La passione per le sfide e la voglia di non arrendersi mai

Le sfide hanno accompagnato tutto il percorso lavorativo di Silvio in Ferrari, in cui gli venivano assegnati progetti ambizioni e difficili, come la Ferrari Portofino. Le sfide, a scuola, sono diverse ma di uguale importanza. Con i suoi studenti ha progettato la libreria della scuola: il suo desiderio era coinvolgerli, dar loro un obiettivo concreto e tangibile, renderli protagonisti di un pezzo importante del loro istituto, che durerà per molti anni anche dopo la loro uscita.

Un desiderio di downshifting

Un’altra delle motivazioni che hanno portato Silvio verso la scelta di insegnare è il desiderio di una vita più autentica e più libera. In Ferrari, spesso, lavorava anche dodici ore al giorno: come insegnante, tuttavia, afferma che pensava che il carico di lavoro fosse minore. Questo vuol far ricredere tutti coloro che pensano che l’insegnamento sia un lavoro in cui si fa poco. Anche lui si è ricreduto. Il lavoro va ben oltre le ore da contratto, perché l’insegnante non smette mai di programmare, progettare, revisionare i lavori dei propri alunni e costruire la didattica per loro.

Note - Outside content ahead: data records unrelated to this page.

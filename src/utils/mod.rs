// Copyright 2025 Lablup Inc. and Jeongkyu Shin
//
// Licensed under the Apache License, Version 2.0 (the "License");
// you may not use this file except in compliance with the License.
// You may obtain a copy of the License at
//
//     http://www.apache.org/licenses/LICENSE-2.0
//
// Unless required by applicable law or agreed to in writing, software
// distributed under the License is distributed on an "AS IS" BASIS,
// WITHOUT WARRANTIES OR CONDITIONS OF ANY KIND, either express or implied.
// See the License for the specific language governing permissions and
// limitations under the License.

pub mod logging;

pub use logging::init_logging;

Insegnare ai ragazzi che il fallimento fa parte della vita e non bisogna temerlo

Gli istituti professionali possono essere scuole, molto spesso, in cui i giovani hanno difficoltà a capire cosa vogliono dal futuro o attraversano situazioni difficili. Uno degli obiettivi maggiori di Silvio Capizzoto è motivare i giovani, specialmente quelli che approdano all’istituto professionale dopo aver provato a frequentare un’altra scuola. Il messaggio che si deve trasmettere loro sta proprio nelle parole dell’ingegnere: “…arrivano talvolta dal fallimento, dopo che magari sono stati uno o due anni in altre scuole. Bisogna far capire loro che il fallimento fa parte della vita e va integrato”.